Saved data entries
[Start of section]

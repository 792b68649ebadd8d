pub mod catalog;
pub mod comments;
pub mod feed;
pub mod posts;
pub mod uploads;
pub mod votes;

use chrono::NaiveDateTime;

/// Insert a newline after every `word_limit`-th whitespace-separated token.
/// Text at or under the limit passes through untouched. Applied to titles
/// at 20 tokens and content at 30 before they are stored.
pub fn word_wrap(text: &str, word_limit: usize) -> String {
    let words: Vec<&str> = text.split_whitespace().collect();
    if words.len() <= word_limit {
        return text.to_string();
    }
    let mut out = String::with_capacity(text.len() + words.len() / word_limit);
    for (i, word) in words.iter().enumerate() {
        out.push_str(word);
        if (i + 1) % word_limit == 0 {
            out.push('\n');
        } else {
            out.push(' ');
        }
    }
    out.trim_end().to_string()
}

/// Render a stored `datetime('now')` timestamp for display, e.g.
/// "Aug 30, 2026 at 14:05". Unparseable values fall back to the raw string.
pub fn format_created_at(stored: &str) -> String {
    match NaiveDateTime::parse_from_str(stored, "%Y-%m-%d %H:%M:%S") {
        Ok(ts) => ts.format("%b %d, %Y at %H:%M").to_string(),
        Err(_) => stored.to_string(),
    }
}

#[cfg(test)]
mod tests {
    use super::*;

    #[test]
    fn short_text_is_unchanged() {
        assert_eq!(word_wrap("hello world", 20), "hello world");
    }

    #[test]
    fn wraps_after_every_nth_token() {
        let text = "a b c d e";
        assert_eq!(word_wrap(text, 2), "a b\nc d\ne");
    }

    #[test]
    fn wrapping_collapses_runs_of_whitespace() {
        // Over the limit, tokens are rejoined with single spaces
        assert_eq!(word_wrap("a  b\tc d e", 2), "a b\nc d\ne");
    }

    #[test]
    fn trailing_newline_is_trimmed() {
        assert_eq!(word_wrap("a b c d", 2), "a b\nc d");
    }

    #[test]
    fn wrap_is_idempotent() {
        let once = word_wrap("one two three four five six", 2);
        assert_eq!(word_wrap(&once, 2), once);
    }

    #[test]
    fn formats_sqlite_timestamps() {
        assert_eq!(
            format_created_at("2026-08-30 14:05:00"),
            "Aug 30, 2026 at 14:05"
        );
    }

    #[test]
    fn unparseable_timestamp_passes_through() {
        assert_eq!(format_created_at("garbage"), "garbage");
    }
}
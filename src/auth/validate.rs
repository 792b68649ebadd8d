//! Field rules for registration and login. All lengths are measured in
//! code points, not bytes.

pub const USERNAME_MIN: usize = 3;
pub const USERNAME_MAX: usize = 20;
pub const EMAIL_MIN: usize = 5;
pub const EMAIL_MAX: usize = 40;
pub const PASSWORD_MIN: usize = 8;
pub const PASSWORD_MAX: usize = 20;

pub fn validate_username(username: &str) -> Result<(), String> {
    if username.trim().is_empty() {
        return Err("Username cannot be empty or only whitespace.".into());
    }
    let len = username.chars().count();
    if !(USERNAME_MIN..=USERNAME_MAX).contains(&len) {
        return Err(format!(
            "Username must be between {} and {} characters.",
            USERNAME_MIN, USERNAME_MAX
        ));
    }
    if !username
        .chars()
        .all(|c| c.is_ascii_alphanumeric() || c == '_' || c == '-')
    {
        return Err("Username can only contain letters, digits, underscore, and hyphen.".into());
    }
    Ok(())
}

pub fn validate_email(email: &str) -> Result<(), String> {
    if email.trim().is_empty() {
        return Err("Email cannot be empty or only whitespace.".into());
    }
    if email.chars().any(char::is_whitespace) {
        return Err("Email cannot contain whitespace.".into());
    }
    let len = email.chars().count();
    if !(EMAIL_MIN..=EMAIL_MAX).contains(&len) {
        return Err(format!(
            "Email must be between {} and {} characters.",
            EMAIL_MIN, EMAIL_MAX
        ));
    }
    if !email.contains('@') || !email.contains('.') {
        return Err("Enter a valid email address.".into());
    }
    Ok(())
}

pub fn validate_password(password: &str) -> Result<(), String> {
    if password.trim().is_empty() {
        return Err("Password cannot be empty or only whitespace.".into());
    }
    let len = password.chars().count();
    if !(PASSWORD_MIN..=PASSWORD_MAX).contains(&len) {
        return Err(format!(
            "Password must be between {} and {} characters.",
            PASSWORD_MIN, PASSWORD_MAX
        ));
    }
    Ok(())
}
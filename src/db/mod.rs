pub mod models;

use r2d2::Pool;
use r2d2_sqlite::SqliteConnectionManager;
use rusqlite::params;
use std::path::Path;

use crate::state::DbPool;

const MIGRATIONS: &[(&str, &str)] = &[(
    "001_initial",
    include_str!("../../migrations/001_initial.sql"),
)];

/// The fixed category set. Seeded once at startup and never mutated at runtime.
pub const SEED_CATEGORIES: &[&str] = &[
    "General",
    "Announcements",
    "Discussions",
    "Questions",
    "Suggestions",
    "Off-topic",
];

pub fn create_pool(db_path: &Path) -> anyhow::Result<DbPool> {
    // Ensure parent directory exists
    if let Some(parent) = db_path.parent() {
        if !parent.as_os_str().is_empty() {
            std::fs::create_dir_all(parent)?;
        }
    }

    let manager = SqliteConnectionManager::file(db_path);
    let pool = Pool::builder().max_size(8).build(manager)?;

    // Configure SQLite for performance
    let conn = pool.get()?;
    conn.execute_batch(
        "
        PRAGMA journal_mode = WAL;
        PRAGMA synchronous = NORMAL;
        PRAGMA foreign_keys = ON;
        PRAGMA busy_timeout = 5000;
        ",
    )?;

    Ok(pool)
}

pub fn run_migrations(pool: &DbPool) -> anyhow::Result<()> {
    let conn = pool.get()?;

    // Create migrations tracking table
    conn.execute_batch(
        "CREATE TABLE IF NOT EXISTS schema_version (
            name TEXT PRIMARY KEY,
            applied_at TEXT NOT NULL DEFAULT (datetime('now'))
        );",
    )?;

    for (name, sql) in MIGRATIONS {
        let already_applied: bool = conn.query_row(
            "SELECT COUNT(*) > 0 FROM schema_version WHERE name = ?1",
            params![name],
            |row| row.get(0),
        )?;

        if !already_applied {
            tracing::info!("Applying migration: {}", name);
            conn.execute_batch(sql)?;
            conn.execute(
                "INSERT INTO schema_version (name) VALUES (?1)",
                params![name],
            )?;
        }
    }

    // Seed the fixed category set; a rerun is a no-op
    for name in SEED_CATEGORIES {
        conn.execute(
            "INSERT OR IGNORE INTO categories (name) VALUES (?1)",
            params![name],
        )?;
    }

    tracing::info!("Database migrations complete");
    Ok(())
}

pub fn post_exists(pool: &DbPool, post_id: i64) -> Result<bool, crate::error::AppError> {
    let conn = pool.get()?;
    let exists: bool = conn.query_row(
        "SELECT EXISTS(SELECT 1 FROM posts WHERE id = ?1)",
        params![post_id],
        |row| row.get(0),
    )?;
    Ok(exists)
}
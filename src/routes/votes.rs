use axum::extract::State;
use axum::response::{IntoResponse, Response};
use axum::Form;
use serde::Deserialize;

use crate::error::{AppError, AppResult};
use crate::extractors::CurrentUser;
use crate::forum::votes::{self, VoteTarget};
use crate::routes::posts_redirect;
use crate::state::AppState;

#[derive(Deserialize)]
pub struct VoteForm {
    #[serde(default)]
    pub is_like: String,
    pub post_id: Option<String>,
    pub comment_id: Option<String>,
    pub redirect_category: Option<String>,
}

/// POST /like — tri-state toggle on a post or a comment; exactly one of
/// the two ids must be present.
pub async fn cast(
    State(state): State<AppState>,
    user: CurrentUser,
    Form(form): Form<VoteForm>,
) -> AppResult<Response> {
    let post_id = parse_optional_id(form.post_id.as_deref(), "post")?;
    let comment_id = parse_optional_id(form.comment_id.as_deref(), "comment")?;
    let target = VoteTarget::from_ids(post_id, comment_id)?;
    let is_like = form.is_like == "true";

    votes::cast(&state.db, user.id, target, is_like)?;
    Ok(posts_redirect(form.redirect_category.as_deref()).into_response())
}

fn parse_optional_id(value: Option<&str>, kind: &str) -> AppResult<Option<i64>> {
    match value {
        None | Some("") => Ok(None),
        Some(raw) => raw
            .parse()
            .map(Some)
            .map_err(|_| AppError::InvalidInput(format!("Invalid {} ID", kind))),
    }
}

[End of section]

#### HOW TO COMPLETE THIS TASK
Set down exactly the lines that begin the records and continue through the line bearing "for (i, word)"; include both ends.

#### WRITTEN RESPONSE
repository 792b68649ebadd8d
pub mod catalog;
pub mod comments;
pub mod feed;
pub mod posts;
pub mod uploads;
pub mod votes;

use chrono::NaiveDateTime;

/// Insert a newline after every `word_limit`-th whitespace-separated token.
/// Text at or under the limit passes through untouched. Applied to titles
/// at 20 tokens and content at 30 before they are stored.
pub fn word_wrap(text: &str, word_limit: usize) -> String {
    let words: Vec<&str> = text.split_whitespace().collect();
    if words.len() <= word_limit {
        return text.to_string();
    }
    let mut out = String::with_capacity(text.len() + words.len() / word_limit);
    for (i, word) in words.iter().enumerate() {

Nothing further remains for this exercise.